Undoped and acceptor doped tin pyrophosphate with composition D 0.1Sn 0.9P 2O 7 − δ (D = In, Ga, Zn, Sc, and Mg) were synthesized by the conventional solid state reaction method and sintered to obtain well densified pellets (> 90% relative density). The conductivity of all the synthesized materials was measured in unhumidified atmosphere in the temperature range 300 °C–600 °C using electrochemical impedance spectroscopy (EIS). The conductivity of acceptor doped SnP 2O 7 was found to be significantly higher than undoped SnP 2O 7 for all the dopants. Proton transference number measurements indicated that the charge transport in acceptor doped SnP 2O 7 was mostly protonic.
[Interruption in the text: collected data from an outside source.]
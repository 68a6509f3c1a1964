//! 响应体定义

use chrono::NaiveDateTime;
use serde::{Deserialize, Serialize};
use shop_common::{OrderId, ProductId, UserId};

use crate::domain::{Order, Product, User};

#[derive(Debug, Clone, PartialEq, Serialize, Deserialize)]
pub struct UserResponse {
    pub id: UserId,
    pub name: String,
    pub address: String,
    pub email: String,
    pub orders: Vec<OrderId>,
}

impl From<User> for UserResponse {
    fn from(user: User) -> Self {
        Self {
            id: user.id,
            name: user.name,
            address: user.address,
            email: user.email,
            orders: user.order_ids,
        }
    }
}

#[derive(Debug, Clone, PartialEq, Serialize, Deserialize)]
pub struct ProductResponse {
    pub id: ProductId,
    pub product_name: String,
    pub price: f64,
    pub orders: Vec<OrderId>,
}

impl From<Product> for ProductResponse {
    fn from(product: Product) -> Self {
        Self {
            id: product.id,
            product_name: product.product_name,
            price: product.price,
            orders: product.order_ids,
        }
    }
}

#[derive(Debug, Clone, PartialEq, Serialize, Deserialize)]
pub struct OrderResponse {
    pub id: OrderId,
    /// `YYYY-MM-DDTHH:MM:SS`，不带时区
    pub order_date: NaiveDateTime,
    pub user_id: UserId,
    pub products: Vec<ProductId>,
}

impl From<Order> for OrderResponse {
    fn from(order: Order) -> Self {
        Self {
            id: order.id,
            order_date: order.order_date,
            user_id: order.user_id,
            products: order.product_ids,
        }
    }
}

#[derive(Debug, Clone, PartialEq, Eq, Serialize, Deserialize)]
pub struct MessageResponse {
    pub message: String,
}

impl MessageResponse {
    pub fn new(message: impl Into<String>) -> Self {
        Self {
            message: message.into(),
        }
    }
}

/// 批量转换
pub fn collect<T, R: From<T>>(items: Vec<T>) -> Vec<R> {
    items.into_iter().map(R::from).collect()
}
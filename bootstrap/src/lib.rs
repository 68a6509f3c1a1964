//! shop-bootstrap - 统一服务启动骨架
//!
//! 所有服务复用的启动逻辑

mod runtime;

pub use runtime::*;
Within the dopants analyzed, Zn 0.1Sn 0.9P 2O 7 − δ showed the highest conductivity of 2.84 × 10 −6 S/cm at 600 °C. This value is several orders of magnitude lower than previously reported for doped tin pyrophosphate compounds but it is consistent with a recent publication. The reason for the discrepancy was investigated and a possible explanation has been proposed based on results obtained from 31P MAS–NMR spectroscopy as follows. It was observed that the as-calcined powder of doped SnP 2O 7 contained a significant fraction of leftover phosphoric acid from synthesis procedure. This phosphoric acid is likely to be responsible for the high conductivity values for acceptor doped SnP 2O 7 previously reported by other research groups.